Thermal power plants, in accordance with the second law of thermodynamics, need to remove heat to a heat sink which can be either surface water or a district heating system. However, in summer time, these systems supply heat only for generating domestic hot water, which may be insufficient; this insufficiency might be overcome with cold production, in the absorption refrigeration systems, from the removed heat temperatures of at least 80 °C [3]. In other words, the absorption refrigeration system might utilize heat that is removed from the thermal power plant during electricity generation. Absorption refrigeration systems might alternate from the traditional ones if they are equipped with compact and high-performance heat and mass exchangers [4]. A low usage of the absorption refrigeration systems stems from high ratio between the volume and the cooling capacity [5]. For this reason, they are also experimentally studied [6,7]. An absorption refrigerator uses two fluids, which change phases, and concentration flowing through the absorber, generator, evaporator, and condenser [8,9].

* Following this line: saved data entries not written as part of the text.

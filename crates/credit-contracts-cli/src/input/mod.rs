pub mod file;
pub mod stdin;

use serde::de::DeserializeOwned;

/// Read a typed input from `--input <file>` or, failing that, piped stdin.
pub fn load<T: DeserializeOwned>(
    path: Option<&str>,
    what: &str,
) -> Result<T, Box<dyn std::error::Error>> {
    if let Some(path) = path {
        return file::read_document(path);
    }
    match stdin::read_stdin()? {
        Some(value) => Ok(value),
        None => Err(format!("--input <file> or stdin required for {what}").into()),
    }
}
//! In-process store implementing every lifecycle collaborator.
//!
//! Transactions snapshot the whole state and restore it when the unit of
//! work fails, so this store assumes a single writer at a time.

use std::collections::BTreeMap;
use std::sync::{RwLock, RwLockReadGuard, RwLockWriteGuard};

use super::model::{
    Contract, ContractFilter, ContractId, FundingRequest, FundingRequestStatus, ScheduleItem,
};
use super::ports::{ContractStore, FundingRequestStore, ScheduleStore, UnitOfWork};
use super::status::InstallmentStatus;
use crate::error::ContractError;
use crate::ContractResult;

#[derive(Debug, Clone, Default)]
struct MemoryState {
    funding_requests: BTreeMap<String, FundingRequest>,
    contracts: BTreeMap<ContractId, Contract>,
    schedule_items: Vec<ScheduleItem>,
}

#[derive(Debug, Default)]
pub struct InMemoryLendingStore {
    state: RwLock<MemoryState>,
}

impl InMemoryLendingStore {
    pub fn new() -> Self {
        Self::default()
    }

    /// Seed or replace a funding request.
    pub fn put_funding_request(&self, request: FundingRequest) -> ContractResult<()> {
        self.write()?
            .funding_requests
            .insert(request.id.clone(), request);
        Ok(())
    }

    /// Set the status of a single installment, e.g. when a payment settles it.
    pub fn set_installment_status(
        &self,
        contract_id: ContractId,
        installment_number: u32,
        status: InstallmentStatus,
    ) -> ContractResult<()> {
        let mut state = self.write()?;
        let item = state
            .schedule_items
            .iter_mut()
            .find(|i| i.contract_id == contract_id && i.installment_number == installment_number)
            .ok_or_else(|| {
                ContractError::not_found(
                    "installment",
                    format!("{contract_id}#{installment_number}"),
                )
            })?;
        item.status = status;
        if status == InstallmentStatus::Paid {
            item.remaining_amount = rust_decimal::Decimal::ZERO;
        }
        Ok(())
    }

    fn read(&self) -> ContractResult<RwLockReadGuard<'_, MemoryState>> {
        self.state
            .read()
            .map_err(|_| ContractError::Storage("in-memory store lock poisoned".into()))
    }

    fn write(&self) -> ContractResult<RwLockWriteGuard<'_, MemoryState>> {
        self.state
            .write()
            .map_err(|_| ContractError::Storage("in-memory store lock poisoned".into()))
    }
}

impl FundingRequestStore for InMemoryLendingStore {
    fn find_funding_request(&self, id: &str) -> ContractResult<Option<FundingRequest>> {
        Ok(self.read()?.funding_requests.get(id).cloned())
    }

    fn mark_disbursed(&self, id: &str, contract_id: ContractId) -> ContractResult<()> {
        let mut state = self.write()?;
        let request = state
            .funding_requests
            .get_mut(id)
            .ok_or_else(|| ContractError::not_found("funding request", id))?;
        request.status = FundingRequestStatus::Disbursed;
        request.contract_id = Some(contract_id);
        Ok(())
    }
}

impl ContractStore for InMemoryLendingStore {
    fn insert_contract(&self, contract: &Contract) -> ContractResult<()> {
        let mut state = self.write()?;
        if state.contracts.contains_key(&contract.id) {
            return Err(ContractError::Storage(format!(
                "contract {} already exists",
                contract.id
            )));
        }
        state.contracts.insert(contract.id, contract.clone());
        Ok(())
    }

    fn find_contract(&self, id: ContractId) -> ContractResult<Option<Contract>> {
        Ok(self.read()?.contracts.get(&id).cloned())
    }

    fn update_contract(&self, contract: &Contract) -> ContractResult<()> {
        let mut state = self.write()?;
        let slot = state
            .contracts
            .get_mut(&contract.id)
            .ok_or_else(|| ContractError::not_found("contract", contract.id))?;
        *slot = contract.clone();
        Ok(())
    }

    fn contract_number_exists(&self, contract_number: &str) -> ContractResult<bool> {
        Ok(self
            .read()?
            .contracts
            .values()
            .any(|c| c.contract_number == contract_number))
    }

    fn query_contracts(&self, filter: &ContractFilter) -> ContractResult<Vec<Contract>> {
        let mut found: Vec<Contract> = self
            .read()?
            .contracts
            .values()
            .filter(|c| filter.matches(c))
            .cloned()
            .collect();
        found.sort_by(|a, b| a.created_at.cmp(&b.created_at).then_with(|| a.contract_number.cmp(&b.contract_number)));
        Ok(found)
    }
}

impl ScheduleStore for InMemoryLendingStore {
    fn insert_schedule_items(&self, items: &[ScheduleItem]) -> ContractResult<()> {
        self.write()?.schedule_items.extend_from_slice(items);
        Ok(())
    }

    fn find_schedule_items(&self, contract_id: ContractId) -> ContractResult<Vec<ScheduleItem>> {
        Ok(self
            .read()?
            .schedule_items
            .iter()
            .filter(|i| i.contract_id == contract_id)
            .cloned()
            .collect())
    }

    fn update_schedule_status(
        &self,
        contract_id: ContractId,
        from: InstallmentStatus,
        to: InstallmentStatus,
    ) -> ContractResult<u64> {
        let mut state = self.write()?;
        let mut moved = 0;
        for item in state
            .schedule_items
            .iter_mut()
            .filter(|i| i.contract_id == contract_id && i.status == from)
        {
            item.status = to;
            moved += 1;
        }
        Ok(moved)
    }

    fn count_schedule_items(
        &self,
        contract_id: ContractId,
        status: InstallmentStatus,
    ) -> ContractResult<u64> {
        Ok(self
            .read()?
            .schedule_items
            .iter()
            .filter(|i| i.contract_id == contract_id && i.status == status)
            .count() as u64)
    }
}

impl UnitOfWork for InMemoryLendingStore {
    fn atomically<T, F>(&self, work: F) -> ContractResult<T>
    where
        F: FnOnce() -> ContractResult<T>,
    {
        let snapshot = self.read()?.clone();
        match work() {
            Ok(value) => Ok(value),
            Err(e) => {
                *self.write()? = snapshot;
                tracing::debug!(error = %e, "rolled back in-memory unit of work");
                Err(e)
            }
        }
    }
}
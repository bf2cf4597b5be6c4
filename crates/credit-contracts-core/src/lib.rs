pub mod config;
pub mod error;
pub mod time_value;
pub mod types;

#[cfg(feature = "schedule")]
pub mod schedule;

#[cfg(feature = "lifecycle")]
pub mod lifecycle;

pub use config::EngineConfig;
pub use error::{ContractError, ErrorKind};
pub use types::*;

/// Standard result type for all credit-contract operations
pub type ContractResult<T> = Result<T, ContractError>;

The change of phase or concentration occurs due to heat and mass transfer in thin liquid layers, which flow down a solid surface (cf. Figure 3 in [4]). Firstly, these layers were investigated because of the burnout in the steam boilers or distillatory equipment. Hartley and Murgatroyd [10] investigated liquid film break away into the rivulets using two approaches: the first one is mechanical equilibrium in the highest point of the dry patch, which results in the force balance in this point named stagnation point; the other method employs energy minimization, assuming the sum of kinetic energy across a plane and the surface energy approaches minimum. Bankoff [11] balanced flow rates and energies of the film and rivulets at the critical film thickness; it was assumed that a segment of circle as a cross-section of the rivulet, and the velocity profiles in film, and in each slice of the rivulet, are the same. Mikielewicz and Moszynski [12,13] applied minimization of energy extended by surface energy of the solid-gas interface. A common feature of the investigations presented above, in this paragraph, is assumed laminar velocity profile derived by Nusselt (1916) (cf. Madejski [14]); additionally, Hartley and Murgatroyd [10] assumed a linear laminar profile for film, motivated by surface shear only or a von Karman universal velocity profile for turbulent flow.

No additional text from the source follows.